Exercise objective
Within the data that follows, set down exactly the lines from the one containing "their access token." through the one containing "type Error = actix_web::Error;", both ends included.

Stored data entries
- Opening Delimiter -

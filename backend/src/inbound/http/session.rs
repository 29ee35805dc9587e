//! Session helpers to keep HTTP handlers free of framework-specific logic.
//!
//! The private cookie session carries three entries: the hosted-backend
//! access token, the serialised [`Player`] and the active [`Attempt`].
//! Persistence is best effort. Write failures and unreadable values are logged
//! and otherwise ignored, so a corrupt player entry simply reads as signed out.

use actix_session::Session;
use actix_web::{FromRequest, HttpRequest, dev::Payload};
use futures_util::future::LocalBoxFuture;
use serde::Serialize;
use serde::de::DeserializeOwned;
use tracing::warn;

use crate::domain::{AccessToken, Attempt, AuthenticatedUser, Error, Player};

pub(crate) const AUTH_TOKEN_KEY: &str = "auth_token";
pub(crate) const PLAYER_KEY: &str = "coderush_user";
pub(crate) const ATTEMPT_KEY: &str = "coderush_attempt";

const LOGIN_REQUIRED: &str = "login required";

/// Newtype wrapper that exposes higher-level session operations.
#[derive(Clone)]
pub struct SessionContext(Session);

impl SessionContext {
    /// Construct a new wrapper from the underlying Actix session.
    pub fn new(session: Session) -> Self {
        Self(session)
    }

    fn write<T: Serialize>(&self, key: &'static str, value: &T) {
        if let Err(error) = self.0.insert(key, value) {
            warn!(key, error = %error, "failed to persist session entry");
        }
    }

    fn read<T: DeserializeOwned>(&self, key: &'static str) -> Option<T> {
        match self.0.get::<T>(key) {
            Ok(value) => value,
            Err(error) => {
                warn!(key, error = %error, "discarding unreadable session entry");
                self.0.remove(key);
                None
            }
        }
    }

    /// Store a freshly authenticated player and return their progress record.
    ///
    /// Any attempt left over from a previous player is dropped.
    pub fn sign_in(&self, user: &AuthenticatedUser) -> Player {
        let player = Player::new(user.id.clone(), user.username.as_ref());
        self.write(AUTH_TOKEN_KEY, &user.access_token.expose());
        self.write(PLAYER_KEY, &player);
        self.0.remove(ATTEMPT_KEY);
        player
    }

    /// Drop every entry and expire the cookie.
    pub fn clear(&self) {
        self.0.purge();
    }

    /// The signed-in player, if any.
    pub fn player(&self) -> Option<Player> {
        self.read(PLAYER_KEY)
    }

    /// Require a signed-in player or return `401 Unauthorized`.
    pub fn require_player(&self) -> Result<Player, Error> {
        self.player()
            .ok_or_else(|| Error::unauthorized(LOGIN_REQUIRED))
    }

    /// Hosted-backend access token for the signed-in player.
    pub fn access_token(&self) -> Option<AccessToken> {
        self.read::<String>(AUTH_TOKEN_KEY).map(AccessToken::new)
    }

    /// Require both a player and their access token.
    pub fn require_credentials(&self) -> Result<(Player, AccessToken), Error> {
        let player = self.require_player()?;
        let token = self
            .access_token()
            .ok_or_else(|| Error::unauthorized(LOGIN_REQUIRED))?;
        Ok((player, token))
    }

    /// Replace the stored player.
    pub fn save_player(&self, player: &Player) {
        self.write(PLAYER_KEY, player);
    }

    /// The active attempt, if any.
    pub fn attempt(&self) -> Option<Attempt> {
        self.read(ATTEMPT_KEY)
    }

    /// Replace the active attempt.
    pub fn save_attempt(&self, attempt: &Attempt) {
        self.write(ATTEMPT_KEY, attempt);
    }

    /// Forget the active attempt.
    pub fn clear_attempt(&self) {
        self.0.remove(ATTEMPT_KEY);
    }
}

impl FromRequest for SessionContext {
    type Error = actix_web::Error;
    type Future = LocalBoxFuture<'static, Result<Self, Self::Error>>;

    fn from_request(req: &HttpRequest, payload: &mut Payload) -> Self::Future {
        let fut = Session::from_request(req, payload);
        Box::pin(async move { fut.await.map(SessionContext::new) })
    }
}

- Closing Delimiter -

Worked solution
    /// Require both a player and their access token.
    pub fn require_credentials(&self) -> Result<(Player, AccessToken), Error> {
        let player = self.require_player()?;
        let token = self
            .access_token()
            .ok_or_else(|| Error::unauthorized(LOGIN_REQUIRED))?;
        Ok((player, token))
    }

    /// Replace the stored player.
    pub fn save_player(&self, player: &Player) {
        self.write(PLAYER_KEY, player);
    }

    /// The active attempt, if any.
    pub fn attempt(&self) -> Option<Attempt> {
        self.read(ATTEMPT_KEY)
    }

    /// Replace the active attempt.
    pub fn save_attempt(&self, attempt: &Attempt) {
        self.write(ATTEMPT_KEY, attempt);
    }

    /// Forget the active attempt.
    pub fn clear_attempt(&self) {
        self.0.remove(ATTEMPT_KEY);
    }
}

impl FromRequest for SessionContext {
    type Error = actix_web::Error;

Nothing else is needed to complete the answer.